*** Opening of Supplied data ***
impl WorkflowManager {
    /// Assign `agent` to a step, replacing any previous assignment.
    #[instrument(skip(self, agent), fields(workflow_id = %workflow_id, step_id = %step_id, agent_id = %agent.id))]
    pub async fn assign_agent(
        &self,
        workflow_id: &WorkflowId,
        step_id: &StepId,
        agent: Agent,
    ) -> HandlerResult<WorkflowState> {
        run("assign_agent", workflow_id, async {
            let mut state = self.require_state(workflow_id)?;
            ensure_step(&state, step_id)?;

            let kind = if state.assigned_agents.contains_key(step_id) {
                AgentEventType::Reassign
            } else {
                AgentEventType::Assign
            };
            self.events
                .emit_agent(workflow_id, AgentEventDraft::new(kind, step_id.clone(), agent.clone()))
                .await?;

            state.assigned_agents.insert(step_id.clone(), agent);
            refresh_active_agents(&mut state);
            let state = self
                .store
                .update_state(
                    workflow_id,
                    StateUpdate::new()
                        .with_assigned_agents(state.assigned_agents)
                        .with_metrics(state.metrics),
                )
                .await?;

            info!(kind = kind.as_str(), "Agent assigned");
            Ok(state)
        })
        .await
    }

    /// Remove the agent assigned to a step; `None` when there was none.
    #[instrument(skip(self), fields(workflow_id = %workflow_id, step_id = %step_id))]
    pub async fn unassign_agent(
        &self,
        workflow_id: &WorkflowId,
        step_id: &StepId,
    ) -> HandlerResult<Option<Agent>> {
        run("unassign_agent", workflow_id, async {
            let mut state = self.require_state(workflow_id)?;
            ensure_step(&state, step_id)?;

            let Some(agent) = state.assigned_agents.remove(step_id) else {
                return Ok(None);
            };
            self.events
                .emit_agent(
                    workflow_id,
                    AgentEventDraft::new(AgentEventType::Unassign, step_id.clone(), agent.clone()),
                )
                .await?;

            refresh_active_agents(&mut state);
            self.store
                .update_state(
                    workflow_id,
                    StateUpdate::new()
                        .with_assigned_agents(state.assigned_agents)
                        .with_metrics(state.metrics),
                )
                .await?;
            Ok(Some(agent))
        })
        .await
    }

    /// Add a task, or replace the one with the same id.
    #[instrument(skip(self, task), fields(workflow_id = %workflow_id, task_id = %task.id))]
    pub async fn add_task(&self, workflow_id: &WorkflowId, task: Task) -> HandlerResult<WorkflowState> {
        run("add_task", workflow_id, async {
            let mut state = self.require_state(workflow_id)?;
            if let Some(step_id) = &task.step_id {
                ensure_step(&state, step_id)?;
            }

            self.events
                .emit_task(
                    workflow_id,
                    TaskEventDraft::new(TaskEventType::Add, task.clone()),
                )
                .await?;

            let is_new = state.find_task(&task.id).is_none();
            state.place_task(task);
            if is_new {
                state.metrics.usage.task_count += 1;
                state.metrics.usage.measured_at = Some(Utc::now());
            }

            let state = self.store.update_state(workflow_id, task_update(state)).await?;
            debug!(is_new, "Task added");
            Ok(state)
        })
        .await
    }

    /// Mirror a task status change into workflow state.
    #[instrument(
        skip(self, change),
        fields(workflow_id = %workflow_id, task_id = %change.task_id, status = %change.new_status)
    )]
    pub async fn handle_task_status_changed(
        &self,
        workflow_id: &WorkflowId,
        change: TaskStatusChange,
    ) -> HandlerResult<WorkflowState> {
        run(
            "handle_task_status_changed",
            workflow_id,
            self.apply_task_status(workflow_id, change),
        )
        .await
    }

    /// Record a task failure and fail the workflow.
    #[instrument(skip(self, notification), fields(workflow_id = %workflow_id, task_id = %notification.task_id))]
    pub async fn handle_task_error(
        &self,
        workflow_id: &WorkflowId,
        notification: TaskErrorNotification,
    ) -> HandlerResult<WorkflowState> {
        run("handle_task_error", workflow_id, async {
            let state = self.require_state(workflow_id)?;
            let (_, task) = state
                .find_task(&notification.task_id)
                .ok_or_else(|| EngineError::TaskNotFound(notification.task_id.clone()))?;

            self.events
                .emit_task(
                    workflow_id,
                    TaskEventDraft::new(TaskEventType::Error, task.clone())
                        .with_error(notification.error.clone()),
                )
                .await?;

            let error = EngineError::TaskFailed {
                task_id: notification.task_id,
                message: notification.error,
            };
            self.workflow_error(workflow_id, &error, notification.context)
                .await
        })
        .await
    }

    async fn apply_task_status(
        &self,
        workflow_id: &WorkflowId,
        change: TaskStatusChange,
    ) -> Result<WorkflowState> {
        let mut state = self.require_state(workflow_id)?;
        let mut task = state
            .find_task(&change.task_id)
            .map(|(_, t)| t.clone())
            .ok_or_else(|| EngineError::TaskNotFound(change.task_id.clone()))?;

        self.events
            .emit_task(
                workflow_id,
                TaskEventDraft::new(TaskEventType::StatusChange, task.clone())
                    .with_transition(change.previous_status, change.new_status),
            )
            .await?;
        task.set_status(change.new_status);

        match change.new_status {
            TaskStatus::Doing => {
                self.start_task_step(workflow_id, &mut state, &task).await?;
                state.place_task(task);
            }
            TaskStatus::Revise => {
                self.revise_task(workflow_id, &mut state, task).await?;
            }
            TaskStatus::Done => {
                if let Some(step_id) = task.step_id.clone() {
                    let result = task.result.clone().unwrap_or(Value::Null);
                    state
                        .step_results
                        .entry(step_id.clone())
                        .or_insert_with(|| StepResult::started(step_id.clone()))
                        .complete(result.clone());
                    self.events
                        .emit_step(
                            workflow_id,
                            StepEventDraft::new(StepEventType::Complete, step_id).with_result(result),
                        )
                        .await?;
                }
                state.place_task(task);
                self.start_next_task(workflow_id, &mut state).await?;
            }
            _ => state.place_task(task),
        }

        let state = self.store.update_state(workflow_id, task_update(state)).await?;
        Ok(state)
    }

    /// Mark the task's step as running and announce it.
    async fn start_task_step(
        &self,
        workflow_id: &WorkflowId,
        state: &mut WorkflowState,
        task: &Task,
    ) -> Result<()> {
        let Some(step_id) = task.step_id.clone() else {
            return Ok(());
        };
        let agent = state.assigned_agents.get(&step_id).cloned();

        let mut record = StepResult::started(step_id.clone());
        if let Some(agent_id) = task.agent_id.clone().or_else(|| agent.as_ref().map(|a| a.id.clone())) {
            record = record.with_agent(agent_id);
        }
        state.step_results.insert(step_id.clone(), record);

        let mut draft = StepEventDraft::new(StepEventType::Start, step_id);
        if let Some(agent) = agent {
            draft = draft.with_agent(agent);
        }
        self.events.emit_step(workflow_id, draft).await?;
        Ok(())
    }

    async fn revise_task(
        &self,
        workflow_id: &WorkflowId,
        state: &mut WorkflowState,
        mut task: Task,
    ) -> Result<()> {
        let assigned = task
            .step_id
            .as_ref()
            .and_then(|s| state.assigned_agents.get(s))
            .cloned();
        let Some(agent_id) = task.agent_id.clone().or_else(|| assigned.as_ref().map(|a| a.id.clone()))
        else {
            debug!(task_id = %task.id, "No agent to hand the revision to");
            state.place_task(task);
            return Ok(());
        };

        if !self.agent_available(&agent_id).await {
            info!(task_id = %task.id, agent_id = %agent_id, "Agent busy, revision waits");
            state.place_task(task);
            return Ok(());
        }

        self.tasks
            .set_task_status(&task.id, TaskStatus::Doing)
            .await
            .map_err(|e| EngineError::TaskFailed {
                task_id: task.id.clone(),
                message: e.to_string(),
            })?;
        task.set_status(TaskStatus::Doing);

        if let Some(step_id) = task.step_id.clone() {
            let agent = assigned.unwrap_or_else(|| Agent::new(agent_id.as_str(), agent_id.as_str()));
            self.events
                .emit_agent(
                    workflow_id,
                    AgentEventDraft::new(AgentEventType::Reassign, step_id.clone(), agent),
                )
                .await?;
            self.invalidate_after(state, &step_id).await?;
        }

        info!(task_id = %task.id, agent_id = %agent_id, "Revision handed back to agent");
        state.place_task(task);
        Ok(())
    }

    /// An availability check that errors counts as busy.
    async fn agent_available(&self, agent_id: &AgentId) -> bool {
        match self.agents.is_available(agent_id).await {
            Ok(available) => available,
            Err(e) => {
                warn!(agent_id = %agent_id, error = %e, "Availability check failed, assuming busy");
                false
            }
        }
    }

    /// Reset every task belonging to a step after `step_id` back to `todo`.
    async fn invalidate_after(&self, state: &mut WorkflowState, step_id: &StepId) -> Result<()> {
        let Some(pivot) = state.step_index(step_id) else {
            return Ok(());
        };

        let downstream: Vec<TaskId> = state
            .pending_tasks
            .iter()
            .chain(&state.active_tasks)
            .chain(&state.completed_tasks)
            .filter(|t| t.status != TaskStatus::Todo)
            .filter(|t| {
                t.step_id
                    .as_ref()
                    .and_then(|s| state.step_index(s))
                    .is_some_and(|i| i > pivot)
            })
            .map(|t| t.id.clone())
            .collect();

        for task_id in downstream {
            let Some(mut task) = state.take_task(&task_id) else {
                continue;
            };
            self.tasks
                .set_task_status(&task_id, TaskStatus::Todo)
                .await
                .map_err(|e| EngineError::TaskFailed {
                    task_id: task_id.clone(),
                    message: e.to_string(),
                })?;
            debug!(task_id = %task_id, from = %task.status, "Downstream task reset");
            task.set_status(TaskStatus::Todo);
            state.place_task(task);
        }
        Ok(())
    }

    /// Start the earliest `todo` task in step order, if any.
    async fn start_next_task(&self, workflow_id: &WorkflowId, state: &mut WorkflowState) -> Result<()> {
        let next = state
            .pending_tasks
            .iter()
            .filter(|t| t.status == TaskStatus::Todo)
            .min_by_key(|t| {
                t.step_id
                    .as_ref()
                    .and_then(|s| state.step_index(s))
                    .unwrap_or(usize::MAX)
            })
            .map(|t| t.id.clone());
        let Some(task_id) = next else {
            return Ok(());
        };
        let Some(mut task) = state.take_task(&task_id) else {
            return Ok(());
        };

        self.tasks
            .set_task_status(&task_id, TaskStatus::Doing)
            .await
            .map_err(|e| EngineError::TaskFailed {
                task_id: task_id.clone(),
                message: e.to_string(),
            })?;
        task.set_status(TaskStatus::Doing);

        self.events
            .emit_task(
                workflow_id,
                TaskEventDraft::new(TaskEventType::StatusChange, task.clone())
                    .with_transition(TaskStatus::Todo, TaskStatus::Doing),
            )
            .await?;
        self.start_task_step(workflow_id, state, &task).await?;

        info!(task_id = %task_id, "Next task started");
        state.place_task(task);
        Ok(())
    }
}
*** Close of Supplied data ***
*** Opening of Supplied data ***
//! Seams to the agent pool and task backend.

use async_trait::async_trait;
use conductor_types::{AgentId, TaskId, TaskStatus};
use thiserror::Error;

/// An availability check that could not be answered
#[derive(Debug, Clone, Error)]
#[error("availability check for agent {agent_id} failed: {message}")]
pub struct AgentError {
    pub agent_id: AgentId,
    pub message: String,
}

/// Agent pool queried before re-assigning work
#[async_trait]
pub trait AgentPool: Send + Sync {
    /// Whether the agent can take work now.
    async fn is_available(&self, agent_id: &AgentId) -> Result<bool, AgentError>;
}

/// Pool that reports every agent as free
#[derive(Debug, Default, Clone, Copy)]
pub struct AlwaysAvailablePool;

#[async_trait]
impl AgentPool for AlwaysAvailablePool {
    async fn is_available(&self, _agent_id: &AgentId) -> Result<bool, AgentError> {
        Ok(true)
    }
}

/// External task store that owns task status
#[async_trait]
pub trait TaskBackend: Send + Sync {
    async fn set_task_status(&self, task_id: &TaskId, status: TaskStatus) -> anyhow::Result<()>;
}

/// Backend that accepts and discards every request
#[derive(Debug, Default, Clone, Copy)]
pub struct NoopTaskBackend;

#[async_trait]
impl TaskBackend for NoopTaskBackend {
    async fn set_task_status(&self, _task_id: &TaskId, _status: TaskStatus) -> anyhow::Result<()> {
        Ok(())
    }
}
*** Close of Supplied data ***
> Task instructions: Extract every line from the records above that contains the word "StepResult".

> Solution to this exercise:
                        .or_insert_with(|| StepResult::started(step_id.clone()))
        let mut record = StepResult::started(step_id.clone());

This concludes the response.